Djamel rencontre le voyageur au quotidien
Djamel a attendu longtemps sur son aire d’autoroute.
Ses potes ne sont jamais arrivés là. Bien attachés, à jeun d’alcool et de fumette, ils respectaient parfaitement le code de la route… mais ils se sont fait prendre parce qu’ils avaient « emprunté » la voiture à un inconnu... Retour en fourgon bleu pour les « reubeus ». Souareba a juste eu le temps d’un texto : « Pécho par keuf. Bouj 100 nou. Tchô. »
Djamel est attablé devant une assiette vide.
A ses côté, un grand gaillard bien costaud engouffre sa pitance à grandes bouchées. Djamel l’a vu descendre de son grand camion rouge rutilant, venir prendre son déjeuner, s’asseoir à sa table. Pas très causant le gaillard pour l’instant, mais à l’aspect sympathique et il lui a dit bonjour en arrivant.
Au dessert, Djamel va oser engager la conversation.
Routier, la trentaine, cheveux ras, visage rougeaud, yeux bleus d’angelot rieur, tatouage au bras, revendiquant haut et fort ses origines savoyardes, bon vivant, il est sympa le gars. Il semble ravi d’avoir un peu de conversation entre les longues heures de route. Il s’appelle Pierre.
Djamel arrive à glisser dans la conversation qu’il est en rade et qu’il cherche à descendre sur Lyon.
Pierre lui répond : « Ça tombe bien, je dois décharger du côté de Lyon ! Normalement, j’ai pas le droit de prendre d'auto-stoppeur, mais là, vu que j’ai reçu ma lettre de licenciement pour la fin du mois, je vois pas trop ce que je risque à te prendre avec moi. Juste, t’es clean, pas de fumette, d’alcool, ni autres substances illégales ? Je risquerais trop sinon. »

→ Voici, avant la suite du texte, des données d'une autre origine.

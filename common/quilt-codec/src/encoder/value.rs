// Copyright Amazon.com, Inc. or its affiliates. All Rights Reserved.
// SPDX-License-Identifier: Apache-2.0

use crate::{
    encoder::{Encoder, EncoderLenEstimator},
    DecoderBuffer, DecoderBufferMut,
};
use byteorder::{ByteOrder, NetworkEndian};
use core::{convert::TryFrom, mem::size_of};

pub trait EncoderValue: Sized {
    /// Encodes the value into the encoder
    fn encode<E: Encoder>(&self, encoder: &mut E);

    /// Returns the encoding size with no buffer constraints
    #[inline]
    fn encoding_size(&self) -> usize {
        self.encoding_size_for_encoder(&EncoderLenEstimator::new(usize::MAX))
    }

    /// Returns the encoding size for the given encoder's capacity
    #[inline]
    fn encoding_size_for_encoder<E: Encoder>(&self, encoder: &E) -> usize {
        let mut estimator = EncoderLenEstimator::new(encoder.remaining_capacity());
        self.encode(&mut estimator);
        estimator.len()
    }

    /// Encodes the value into the encoder with a prefix of `Len`
    #[inline]
    fn encode_with_len_prefix<Len: TryFrom<usize> + EncoderValue, E: Encoder>(
        &self,
        encoder: &mut E,
    ) where
        Len::Error: core::fmt::Debug,
    {
        let len = self.encoding_size_for_encoder(encoder);
        let len: Len = Len::try_from(len).expect("invalid conversion");
        len.encode(encoder);
        self.encode(encoder);
    }

    #[cfg(feature = "alloc")]
    fn encode_to_vec(&self) -> alloc::vec::Vec<u8> {
        let len = self.encoding_size();
        let mut buffer = alloc::vec![0u8; len];
        self.encode(&mut crate::EncoderBuffer::new(&mut buffer));
        buffer
    }
}

macro_rules! encoder_value_byte {
    ($ty:ident) => {
        impl EncoderValue for $ty {
            #[inline]
            fn encode<E: Encoder>(&self, encoder: &mut E) {
                encoder.write_sized(size_of::<Self>(), |buf| {
                    buf[0] = *self as u8;
                })
            }

            #[inline]
            fn encoding_size(&self) -> usize {
                size_of::<Self>()
            }

            #[inline]
            fn encoding_size_for_encoder<E: Encoder>(&self, _encoder: &E) -> usize {
                size_of::<Self>()
            }
        }
    };
}

encoder_value_byte!(u8);
encoder_value_byte!(i8);

macro_rules! encoder_value_network_endian {
    ($call:ident, $ty:ty) => {
        impl EncoderValue for $ty {
            #[inline]
            fn encode<E: Encoder>(&self, encoder: &mut E) {
                encoder.write_sized(size_of::<Self>(), |buf| {
                    NetworkEndian::$call(buf, *self);
                })
            }

            #[inline]
            fn encoding_size(&self) -> usize {
                size_of::<Self>()
            }

            #[inline]
            fn encoding_size_for_encoder<E: Encoder>(&self, _encoder: &E) -> usize {
                size_of::<Self>()
            }
        }
    };
}

encoder_value_network_endian!(write_u16, u16);
encoder_value_network_endian!(write_u32, u32);
encoder_value_network_endian!(write_u64, u64);

macro_rules! encoder_value_slice {
    ($ty:ty, |$self:ident| $value:expr) => {
        impl EncoderValue for $ty {
            #[inline]
            fn encode<E: Encoder>(&$self, encoder: &mut E) {
                encoder.write_slice($value)
            }

            #[inline]
            fn encoding_size(&self) -> usize {
                self.len()
            }

            #[inline]
            fn encoding_size_for_encoder<E: Encoder>(&self, _encoder: &E) -> usize {
                self.len()
            }
        }
    };
}

encoder_value_slice!(&[u8], |self| self);
encoder_value_slice!(&mut [u8], |self| self);
encoder_value_slice!(DecoderBuffer<'_>, |self| self.as_less_safe_slice());
encoder_value_slice!(DecoderBufferMut<'_>, |self| self.as_less_safe_slice());

#[cfg(feature = "bytes")]
encoder_value_slice!(bytes::Bytes, |self| self.as_ref());

impl EncoderValue for () {
    #[inline]
    fn encode<E: Encoder>(&self, _encoder: &mut E) {}

    #[inline]
    fn encoding_size(&self) -> usize {
        0
    }

    #[inline]
    fn encoding_size_for_encoder<E: Encoder>(&self, _encoder: &E) -> usize {
        0
    }
}

impl<T: EncoderValue> EncoderValue for Option<T> {
    #[inline]
    fn encode<E: Encoder>(&self, encoder: &mut E) {
        if let Some(value) = self.as_ref() {
            value.encode(encoder)
        }
    }

    #[inline]
    fn encoding_size(&self) -> usize {
        self.as_ref().map_or(0, |value| value.encoding_size())
    }

    #[inline]
    fn encoding_size_for_encoder<E: Encoder>(&self, encoder: &E) -> usize {
        self.as_ref()
            .map_or(0, |value| value.encoding_size_for_encoder(encoder))
    }
}

#[cfg(test)]
mod tests {
    use super::*;
    use crate::EncoderBuffer;

    #[test]
    fn round_trip_test() {
        let mut data = [0u8; 16];
        let mut encoder = EncoderBuffer::new(&mut data);

        encoder.encode(&0x01u8);
        encoder.encode(&0x0203u16);
        encoder.encode(&0x0405_0607u32);
        let payload: &[u8] = &[0xaa, 0xbb];
        encoder.encode_with_len_prefix::<u8, _>(&payload);

        let written = encoder.len();
        let buffer = DecoderBuffer::new(&data[..written]);
        let (a, buffer) = buffer.decode::<u8>().unwrap();
        let (b, buffer) = buffer.decode::<u16>().unwrap();
        let (c, buffer) = buffer.decode::<u32>().unwrap();
        let (d, buffer) = buffer.decode_slice_with_len_prefix::<u8>().unwrap();

        assert_eq!(a, 0x01);
        assert_eq!(b, 0x0203);
        assert_eq!(c, 0x0405_0607);
        assert_eq!(d, [0xaau8, 0xbb][..]);
        assert!(buffer.is_empty());
    }

    #[test]
    fn encoding_size_test() {
        assert_eq!(1u8.encoding_size(), 1);
        assert_eq!(1u16.encoding_size(), 2);
        assert_eq!(1u32.encoding_size(), 4);
        assert_eq!(1u64.encoding_size(), 8);
        assert_eq!([1u8, 2, 3][..].as_ref().encoding_size(), 3);
        assert_eq!(Some(1u16).encoding_size(), 2);
        assert_eq!(Option::<u16>::None.encoding_size(), 0);
    }
}
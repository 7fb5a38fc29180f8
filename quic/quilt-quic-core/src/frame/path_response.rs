// Copyright Amazon.com, Inc. or its affiliates. All Rights Reserved.
// SPDX-License-Identifier: Apache-2.0

use crate::frame::{path_challenge::DATA_LEN, Tag};
use quilt_codec::{decoder_parameterized_value, Encoder, EncoderValue};

//= https://www.rfc-editor.org/rfc/rfc9000#section-19.18
//# A PATH_RESPONSE frame (type=0x1b) is sent in response to a
//# PATH_CHALLENGE frame.

pub(crate) const PATH_RESPONSE_TAG: Tag = 0x1b;

//= https://www.rfc-editor.org/rfc/rfc9000#section-19.18
//# PATH_RESPONSE Frame {
//#   Type (i) = 0x1b,
//#   Data (64),
//# }

#[derive(Debug, Copy, Clone, PartialEq, Eq)]
pub struct PathResponse {
    /// The data carried by the PATH_CHALLENGE being answered
    pub data: [u8; DATA_LEN],
}

impl PathResponse {
    #[inline]
    pub const fn tag(&self) -> Tag {
        PATH_RESPONSE_TAG
    }
}

decoder_parameterized_value!(
    impl<'a> PathResponse {
        fn decode(_tag: Tag, buffer: Buffer) -> Result<Self> {
            let (slice, buffer) = buffer.decode_slice(DATA_LEN)?;
            let mut data = [0; DATA_LEN];
            data.copy_from_slice(slice.as_less_safe_slice());
            Ok((PathResponse { data }, buffer))
        }
    }
);

impl EncoderValue for PathResponse {
    #[inline]
    fn encode<E: Encoder>(&self, buffer: &mut E) {
        buffer.encode(&self.tag());
        buffer.write_slice(&self.data);
    }
}
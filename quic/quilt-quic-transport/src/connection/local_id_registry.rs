// Copyright Amazon.com, Inc. or its affiliates. All Rights Reserved.
// SPDX-License-Identifier: Apache-2.0

//! The pool of connection IDs this endpoint has issued to its peer.

use alloc::vec::Vec;
use quilt_quic_core::{
    connection::{self, ConnectionId},
    frame,
    random,
    stateless_reset,
    time::{Duration, Timestamp},
    varint::VarInt,
};

#[derive(Clone, Debug)]
struct IssuedId {
    id: ConnectionId,
    sequence_number: u64,
    token: stateless_reset::Token,
}

#[derive(Clone, Copy, Debug)]
struct PendingRetirement {
    sequence_number: u64,
    deadline: Timestamp,
}

/// Issues connection IDs with sequence numbers and stateless reset
/// tokens, and retires them on request
#[derive(Debug)]
pub struct LocalIdRegistry {
    active: Vec<IssuedId>,
    pending_retirement: Vec<PendingRetirement>,
    next_sequence_number: u64,
    retire_prior_to: u64,
    id_len: usize,
    active_limit: usize,
}

impl LocalIdRegistry {
    /// Seeds the registry with the handshake connection ID at sequence 0
    pub fn new(
        initial_id: ConnectionId,
        initial_token: stateless_reset::Token,
        active_limit: usize,
    ) -> Self {
        Self {
            active: alloc::vec![IssuedId {
                id: initial_id,
                sequence_number: 0,
                token: initial_token,
            }],
            pending_retirement: Vec::new(),
            next_sequence_number: 1,
            retire_prior_to: 0,
            id_len: initial_id.len(),
            active_limit: active_limit.max(1),
        }
    }

    /// Issues a new id and returns the NEW_CONNECTION_ID frame announcing
    /// it, or `None` while the active pool is at the peer's limit
    pub fn issue<G: random::Generator>(
        &mut self,
        random: &mut G,
    ) -> Option<frame::NewConnectionId> {
        if self.active.len() >= self.active_limit {
            return None;
        }

        let mut id_bytes = [0u8; connection::id::MAX_LEN];
        let id_len = self.id_len.max(1);
        random.fill_public(&mut id_bytes[..id_len]);
        let id = ConnectionId::try_from_slice(&id_bytes[..id_len]).ok()?;

        let mut token_bytes = [0u8; stateless_reset::token::LEN];
        random.fill_private(&mut token_bytes);
        let token = stateless_reset::Token::from(token_bytes);

        let sequence_number = self.next_sequence_number;
        self.next_sequence_number += 1;

        self.active.push(IssuedId {
            id,
            sequence_number,
            token,
        });

        Some(frame::NewConnectionId {
            sequence_number: VarInt::new(sequence_number).ok()?,
            retire_prior_to: VarInt::new(self.retire_prior_to).ok()?,
            connection_id: id,
            stateless_reset_token: token,
        })
    }

    /// Handles RETIRE_CONNECTION_ID from the peer. The id is moved to a
    /// pending list and dropped after a PTO so straggler packets
    /// addressed to it still match.
    pub fn on_retire_connection_id(
        &mut self,
        sequence_number: u64,
        now: Timestamp,
        pto_delay: Duration,
    ) -> Result<(), connection::Error> {
        //= https://www.rfc-editor.org/rfc/rfc9000#section-19.16
        //# Receipt of a RETIRE_CONNECTION_ID frame containing a sequence
        //# number greater than any previously sent to the peer MUST be
        //# treated as a connection error of type PROTOCOL_VIOLATION.
        if sequence_number >= self.next_sequence_number {
            return Err(connection::Error::InvalidFrameData(
                "retired connection id was never issued",
            ));
        }

        let Some(index) = self
            .active
            .iter()
            .position(|issued| issued.sequence_number == sequence_number)
        else {
            // already retired
            return Ok(());
        };

        self.active.remove(index);
        self.pending_retirement.push(PendingRetirement {
            sequence_number,
            deadline: now + pto_delay,
        });

        Ok(())
    }

    /// Drains retirements whose deadline passed; a single timer serves
    /// every pending entry
    pub fn on_timeout(&mut self, now: Timestamp) -> usize {
        let before = self.pending_retirement.len();
        self.pending_retirement
            .retain(|pending| !pending.deadline.has_elapsed(now));
        before - self.pending_retirement.len()
    }

    pub fn next_retirement_deadline(&self) -> Option<Timestamp> {
        self.pending_retirement
            .iter()
            .map(|pending| pending.deadline)
            .min()
    }

    /// Returns true while packets addressed to `id` should still reach
    /// this connection
    pub fn is_active(&self, id: &ConnectionId) -> bool {
        self.active.iter().any(|issued| issued.id == *id)
    }

    pub fn active_ids(&self) -> impl Iterator<Item = &ConnectionId> {
        self.active.iter().map(|issued| &issued.id)
    }

    pub fn active_len(&self) -> usize {
        self.active.len()
    }
}

#[cfg(test)]
mod tests {
    use super::*;
    use quilt_quic_core::random::testing::Generator;

    fn now() -> Timestamp {
        Timestamp::from_duration(Duration::from_secs(1))
    }

    fn registry() -> LocalIdRegistry {
        LocalIdRegistry::new(
            ConnectionId::try_from_slice(&[1, 2, 3, 4]).unwrap(),
            stateless_reset::Token::from([0; 16]),
            2,
        )
    }

    #[test]
    fn issue_respects_limit_test() {
        let mut registry = registry();
        let mut random = Generator::default();

        let frame = registry.issue(&mut random).unwrap();
        assert_eq!(frame.sequence_number, 1u64);
        assert_eq!(frame.connection_id.len(), 4);

        // the pool is now at the peer's limit
        assert!(registry.issue(&mut random).is_none());
        assert_eq!(registry.active_len(), 2);
    }

    #[test]
    fn retire_flow_test() {
        let mut registry = registry();
        let mut random = Generator::default();
        let issued = registry.issue(&mut random).unwrap();
        let pto = Duration::from_millis(300);

        // retiring an unissued sequence number is a protocol violation
        assert!(registry
            .on_retire_connection_id(9, now(), pto)
            .is_err());

        registry
            .on_retire_connection_id(issued.sequence_number.as_u64(), now(), pto)
            .unwrap();
        assert!(!registry.is_active(&issued.connection_id));
        assert_eq!(registry.next_retirement_deadline(), Some(now() + pto));

        // the slot drains once the deadline passes
        assert_eq!(registry.on_timeout(now()), 0);
        assert_eq!(registry.on_timeout(now() + pto), 1);
        assert_eq!(registry.next_retirement_deadline(), None);

        // a duplicate retirement is ignored
        registry
            .on_retire_connection_id(issued.sequence_number.as_u64(), now(), pto)
            .unwrap();
        assert_eq!(registry.next_retirement_deadline(), None);
    }
}
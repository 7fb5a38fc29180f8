// Copyright Amazon.com, Inc. or its affiliates. All Rights Reserved.
// SPDX-License-Identifier: Apache-2.0

use crate::{random, stateless_reset::Token};
use quilt_codec::Encoder;

//= https://www.rfc-editor.org/rfc/rfc9000#section-10.3
//# Stateless Reset {
//#   Fixed Bits (2) = 01,
//#   Unpredictable Bits (38..),
//#   Stateless Reset Token (128),
//# }

/// One header byte plus at least four unpredictable bytes before the token
pub const MIN_LEN: usize = 21;

/// Writes a stateless reset packet of exactly `len` bytes ending in
/// `token`.
///
/// The leading bits are forced to `0b01` so the packet cannot be confused
/// with a long header; everything before the token is unpredictable.
pub fn encode<E: Encoder, G: random::Generator>(
    encoder: &mut E,
    random: &mut G,
    token: Token,
    len: usize,
) {
    debug_assert!(len >= MIN_LEN);
    let pad_len = len.saturating_sub(crate::stateless_reset::token::LEN).max(5);

    encoder.write_sized(pad_len, |bytes| {
        random.fill_public(bytes);
        //= https://www.rfc-editor.org/rfc/rfc9000#section-10.3
        //# An endpoint MUST set the first two bits of a Stateless Reset to 0b01
        //# so that the packet is not mistaken for a long header packet.
        bytes[0] = (bytes[0] & 0b0011_1111) | 0b0100_0000;
    });

    encoder.encode(&token);
}
// Copyright Amazon.com, Inc. or its affiliates. All Rights Reserved.
// SPDX-License-Identifier: Apache-2.0

use super::*;
use alloc::vec::Vec;
use quilt_quic_core::{
    crypto::testing::PacketKey as TestKey,
    frame::{Crypto, Ping, Stream},
    varint::VarInt,
};

const DCID: &[u8] = &[1, 2, 3, 4, 5, 6, 7, 8];
const SCID: &[u8] = &[9, 9];

fn cid(bytes: &[u8]) -> ConnectionId {
    ConnectionId::try_from_slice(bytes).unwrap()
}

fn pn(space: PacketNumberSpace, value: u64) -> PacketNumber {
    space.new_packet_number(VarInt::new(value).unwrap())
}

#[derive(Default)]
struct TestVisitor {
    streams: Vec<(u64, u64, Vec<u8>, bool)>,
    crypto: Vec<(EncryptionLevel, u64, Vec<u8>)>,
    pings: usize,
    decrypted: Vec<(EncryptionLevel, u64)>,
    processed: Vec<ProcessedPacket>,
    key_updates: Vec<(KeyPhase, bool)>,
    next_key: Option<Box<dyn PacketKey>>,
    stateless_resets: Vec<stateless_reset::Token>,
    coalesced: Vec<usize>,
}

impl Visitor for TestVisitor {
    fn on_stream_frame(&mut self, frame: frame::StreamRef) -> Result<(), connection::Error> {
        self.streams.push((
            frame.stream_id.as_u64(),
            frame.offset.as_u64(),
            frame.data.to_vec(),
            frame.is_fin,
        ));
        Ok(())
    }

    fn on_crypto_frame(
        &mut self,
        level: EncryptionLevel,
        frame: frame::CryptoRef,
    ) -> Result<(), connection::Error> {
        self.crypto
            .push((level, frame.offset.as_u64(), frame.data.to_vec()));
        Ok(())
    }

    fn on_ping_frame(&mut self, _frame: frame::Ping) -> Result<(), connection::Error> {
        self.pings += 1;
        Ok(())
    }

    fn on_packet_decrypted(
        &mut self,
        level: EncryptionLevel,
        packet_number: PacketNumber,
    ) -> Result<(), connection::Error> {
        self.decrypted.push((level, packet_number.as_u64()));
        Ok(())
    }

    fn on_packet_processed(&mut self, packet: ProcessedPacket) -> Result<(), connection::Error> {
        self.processed.push(packet);
        Ok(())
    }

    fn on_coalesced_packet(&mut self, remaining_len: usize) {
        self.coalesced.push(remaining_len);
    }

    fn on_stateless_reset(&mut self, token: stateless_reset::Token) {
        self.stateless_resets.push(token);
    }

    fn create_next_one_rtt_key(&mut self) -> Option<Box<dyn PacketKey>> {
        self.next_key.take()
    }

    fn on_key_update(&mut self, phase: KeyPhase, remotely_initiated: bool) {
        self.key_updates.push((phase, remotely_initiated));
    }
}

fn framer() -> Framer {
    Framer::new(
        endpoint::Type::Server,
        packet::QUIC_VERSION_1,
        DCID.len(),
    )
}

macro_rules! encode_frames {
    ($($frame:expr),* $(,)?) => {{
        let mut buffer = [0u8; 1200];
        let mut encoder = EncoderBuffer::new(&mut buffer);
        $(
            encoder.encode(&$frame);
        )*
        let len = encoder.len();
        buffer[..len].to_vec()
    }};
}

fn seal(
    framer: &Framer,
    level: EncryptionLevel,
    packet_number: u64,
    payload: &[u8],
) -> Vec<u8> {
    let space = level.packet_number_space();
    let params = PacketParams {
        encryption_level: level,
        destination_connection_id: cid(DCID),
        source_connection_id: cid(SCID),
        token: &[],
        packet_number: pn(space, packet_number),
        largest_acked: None,
        spin_bit: false,
    };

    let mut out = [0u8; 1500];
    let len = framer.seal_packet(&mut out, &params, payload).unwrap();
    out[..len].to_vec()
}

fn process(
    framer: &mut Framer,
    datagram: &mut [u8],
    visitor: &mut TestVisitor,
) -> Result<(), connection::Error> {
    framer.process_datagram(
        datagram,
        ExplicitCongestionNotification::NotEct,
        &[],
        visitor,
    )
}

#[test]
fn one_rtt_round_trip_test() {
    let mut framer = framer();
    framer.install_key(EncryptionLevel::OneRtt, Box::new(TestKey::new(0x42)));

    let payload = encode_frames!(Stream {
        stream_id: VarInt::from_u8(4),
        offset: VarInt::ZERO,
        is_last_frame: true,
        is_fin: true,
        data: &b"hi"[..],
    });
    let mut datagram = seal(&framer, EncryptionLevel::OneRtt, 7, &payload);

    let mut visitor = TestVisitor::default();
    process(&mut framer, &mut datagram, &mut visitor).unwrap();

    assert_eq!(visitor.streams, vec![(4, 0, b"hi".to_vec(), true)]);
    assert_eq!(visitor.decrypted, vec![(EncryptionLevel::OneRtt, 7)]);

    let processed = &visitor.processed[0];
    assert!(processed.ack_elicitation.is_ack_eliciting());
    assert!(!processed.is_probing);
    assert_eq!(
        framer.largest_received(PacketNumberSpace::ApplicationData),
        Some(pn(PacketNumberSpace::ApplicationData, 7))
    );
}

#[test]
fn coalesced_packets_test() {
    let mut framer = framer();
    framer.install_key(EncryptionLevel::Initial, Box::new(TestKey::new(1)));
    framer.install_key(EncryptionLevel::Handshake, Box::new(TestKey::new(2)));

    let initial_payload = encode_frames!(Crypto {
        offset: VarInt::ZERO,
        data: &b"client hello"[..],
    });
    let handshake_payload = encode_frames!(Crypto {
        offset: VarInt::ZERO,
        data: &b"finished"[..],
    });

    let mut datagram = seal(&framer, EncryptionLevel::Initial, 1, &initial_payload);
    let handshake = seal(&framer, EncryptionLevel::Handshake, 1, &handshake_payload);
    let handshake_len = handshake.len();
    datagram.extend_from_slice(&handshake);

    let mut visitor = TestVisitor::default();
    process(&mut framer, &mut datagram, &mut visitor).unwrap();

    assert_eq!(visitor.coalesced, vec![handshake_len]);
    assert_eq!(visitor.crypto.len(), 2);
    assert_eq!(visitor.crypto[0].0, EncryptionLevel::Initial);
    assert_eq!(visitor.crypto[1].0, EncryptionLevel::Handshake);

    // each space tracks its own largest received packet
    assert_eq!(
        framer.largest_received(PacketNumberSpace::Initial),
        Some(pn(PacketNumberSpace::Initial, 1))
    );
    assert_eq!(
        framer.largest_received(PacketNumberSpace::Handshake),
        Some(pn(PacketNumberSpace::Handshake, 1))
    );
}

#[test]
fn frame_not_allowed_at_level_test() {
    let mut framer = framer();
    framer.install_key(EncryptionLevel::Handshake, Box::new(TestKey::new(2)));

    let payload = encode_frames!(Stream {
        stream_id: VarInt::from_u8(4),
        offset: VarInt::ZERO,
        is_last_frame: true,
        is_fin: false,
        data: &b"not allowed"[..],
    });
    let mut datagram = seal(&framer, EncryptionLevel::Handshake, 1, &payload);

    let mut visitor = TestVisitor::default();
    let error = process(&mut framer, &mut datagram, &mut visitor).unwrap_err();
    assert_eq!(
        error,
        connection::Error::InvalidFrameData("frame not allowed at encryption level")
    );
}

#[test]
fn missing_key_test() {
    let mut sealer = framer();
    sealer.install_key(EncryptionLevel::OneRtt, Box::new(TestKey::new(0x42)));
    let mut receiver = framer();

    let payload = encode_frames!(Ping);
    let mut datagram = seal(&sealer, EncryptionLevel::OneRtt, 1, &payload);

    let mut visitor = TestVisitor::default();
    let error = process(&mut receiver, &mut datagram, &mut visitor).unwrap_err();
    assert_eq!(
        error,
        connection::Error::MissingKey(EncryptionLevel::OneRtt)
    );
}

//= https://www.rfc-editor.org/rfc/rfc9001#section-6
//= type=test
//# An endpoint detects a key update when processing a packet with a key
//# phase that differs from the value used to protect the last packet it
//# sent.
#[test]
fn peer_initiated_key_update_test() {
    let mut local = framer();
    local.install_key(EncryptionLevel::OneRtt, Box::new(TestKey::new(0x10)));

    let mut peer = framer();
    peer.install_key(EncryptionLevel::OneRtt, Box::new(TestKey::new(0x10)));

    // a packet in the original phase
    let payload = encode_frames!(Ping);
    let mut old_phase_packet = seal(&peer, EncryptionLevel::OneRtt, 3, &payload);

    // the peer rolls its keys and sends in the new phase
    peer.advance_one_rtt_keys(Box::new(TestKey::new(0x11)));
    assert_eq!(peer.key_phase(), KeyPhase::One);
    let mut new_phase_packet = seal(&peer, EncryptionLevel::OneRtt, 5, &payload);

    let mut visitor = TestVisitor {
        next_key: Some(Box::new(TestKey::new(0x11))),
        ..Default::default()
    };

    process(&mut local, &mut new_phase_packet, &mut visitor).unwrap();
    assert_eq!(visitor.key_updates, vec![(KeyPhase::One, true)]);
    assert_eq!(local.key_phase(), KeyPhase::One);

    // the reordered old-phase packet still decrypts with the retained
    // previous-phase key
    process(&mut local, &mut old_phase_packet, &mut visitor).unwrap();
    assert_eq!(visitor.decrypted, vec![
        (EncryptionLevel::OneRtt, 5),
        (EncryptionLevel::OneRtt, 3),
    ]);
    // no second key update was committed
    assert_eq!(visitor.key_updates.len(), 1);
    assert_eq!(local.key_phase(), KeyPhase::One);

    // once the previous key is discarded, old-phase packets fail
    let mut stale = seal(&peer, EncryptionLevel::OneRtt, 5, &payload);
    local.discard_previous_one_rtt_key();
    let mut old_phase_again = {
        let mut old_framer = framer();
        old_framer.install_key(EncryptionLevel::OneRtt, Box::new(TestKey::new(0x10)));
        seal(&old_framer, EncryptionLevel::OneRtt, 4, &payload)
    };
    let error = process(&mut local, &mut old_phase_again, &mut visitor).unwrap_err();
    assert_eq!(error, connection::Error::MissingKey(EncryptionLevel::OneRtt));

    // new-phase packets continue to decrypt
    process(&mut local, &mut stale, &mut visitor).unwrap();
}

#[test]
fn local_key_update_keeps_old_phase_draining_test() {
    let mut local = framer();
    local.install_key(EncryptionLevel::OneRtt, Box::new(TestKey::new(0x20)));

    let mut peer = framer();
    peer.install_key(EncryptionLevel::OneRtt, Box::new(TestKey::new(0x20)));

    // an old-phase packet is in flight when this endpoint rolls its keys
    let payload = encode_frames!(Ping);
    let mut in_flight = seal(&peer, EncryptionLevel::OneRtt, 2, &payload);

    local.advance_one_rtt_keys(Box::new(TestKey::new(0x21)));
    assert_eq!(local.key_phase(), KeyPhase::One);

    // no packet of the new phase has been received yet, so first-received
    // is unset; the straggler must still route to the retained previous
    // key instead of fabricating a next-phase decrypter
    let mut visitor = TestVisitor::default();
    process(&mut local, &mut in_flight, &mut visitor).unwrap();

    assert_eq!(visitor.decrypted, vec![(EncryptionLevel::OneRtt, 2)]);
    assert!(visitor.key_updates.is_empty());
    assert_eq!(local.key_phase(), KeyPhase::One);

    // the peer catches up with the update; its new-phase packets commit
    // nothing further on this side since the phases now agree
    peer.advance_one_rtt_keys(Box::new(TestKey::new(0x21)));
    let mut caught_up = seal(&peer, EncryptionLevel::OneRtt, 3, &payload);
    process(&mut local, &mut caught_up, &mut visitor).unwrap();

    assert_eq!(visitor.decrypted.last(), Some(&(EncryptionLevel::OneRtt, 3)));
    assert!(visitor.key_updates.is_empty());
}

#[test]
fn stateless_reset_detection_test() {
    let mut framer = framer();
    framer.install_key(EncryptionLevel::OneRtt, Box::new(TestKey::new(0x42)));

    let token = stateless_reset::Token::from([0xaa; 16]);

    // a 38 byte datagram with the fixed bit set and the token at the end
    let mut datagram = [0u8; 38];
    datagram[0] = 0b0100_0001;
    datagram[38 - 16..].copy_from_slice(token.as_bytes());

    let mut visitor = TestVisitor::default();
    framer
        .process_datagram(
            &mut datagram,
            ExplicitCongestionNotification::NotEct,
            &[token],
            &mut visitor,
        )
        .unwrap();

    assert_eq!(visitor.stateless_resets, vec![token]);
    assert!(visitor.processed.is_empty());

    // without a matching token the packet surfaces a decrypt failure
    let mut datagram = [0u8; 38];
    datagram[0] = 0b0100_0001;
    let mut visitor = TestVisitor::default();
    let error = framer
        .process_datagram(
            &mut datagram,
            ExplicitCongestionNotification::NotEct,
            &[token],
            &mut visitor,
        )
        .unwrap_err();
    assert_eq!(error, connection::Error::DecryptionFailure);
}

#[test]
fn probing_packet_detection_test() {
    let mut framer = framer();
    framer.install_key(EncryptionLevel::OneRtt, Box::new(TestKey::new(0x42)));

    let payload = encode_frames!(frame::PathChallenge { data: [7; 8] });
    let mut datagram = seal(&framer, EncryptionLevel::OneRtt, 2, &payload);

    let mut visitor = TestVisitor::default();
    process(&mut framer, &mut datagram, &mut visitor).unwrap();

    assert!(visitor.processed[0].is_probing);
}

#[test]
fn ack_delay_scaling_test() {
    let mut framer = framer();
    framer.set_ack_delay_exponents(3, 4);

    let encoded = framer.encode_ack_delay(Duration::from_micros(8000));
    assert_eq!(encoded, 1000u64);

    let decoded = framer.decode_ack_delay(VarInt::from_u16(500));
    assert_eq!(decoded, Duration::from_micros(500 << 4));
}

Rien de tout cela, Djamel est « clean », heureux comme un gosse : il va voyager dans un 40 tonnes rouge chargé de palettes de céréales petit-déjeuner et de papier WC.
En chemin, Pierre raconte un peu sa vie, par bribe.
Je vous en offre un peu plus que ce que Djamel a pu apprendre.
Pierre, voyageur au quotidien
Sa vie, c’est la route. Sa vie, c’est un voyage au quotidien.
Cinq ou six jours sur sept sur la route, paysages qui défilent au rythme du disque, des chargements, déchargements, repas, repos.
L’Europe, du nord au sud, d’est en ouest, avec la France comme cœur de cible.
La nuit parfois, le jour de préférence.
Mais un voyage particulier : des nombreux pays traversés, il ne connaît que les grands axes autoroutiers ou routiers, les principaux itinéraires bis, les banlieues industrielles et commerciales, les zones économiques. Contraint à dormir sur les aires sécurisées, à rechercher les stationnements adéquats, à ne pas abandonner camion et chargement dans la nature, il n’a eu que trop peu l’occasion de faire du tourisme, entrer dans les villes, visiter.
Il connaît les rubans d’asphalte et les paysages qui les encadrent.
La nature grillée sous le soleil d’Italie ou d’Espagne, les vallées alpines verdoyantes aux sommets enneigés, les immenses forêts denses, les champs à perte de vue comme des damiers colorés, les régions vallonnées, la platitude du nord, l’odeur de l’océan qui vous accompagne sur certains tronçons sans que vous puissiez le voir vraiment, les grisailles métalliques, bétonnées et enfumées des régions industrielles, les grandes agglomérations et leur circulation infernale qu’il fuit au maximum…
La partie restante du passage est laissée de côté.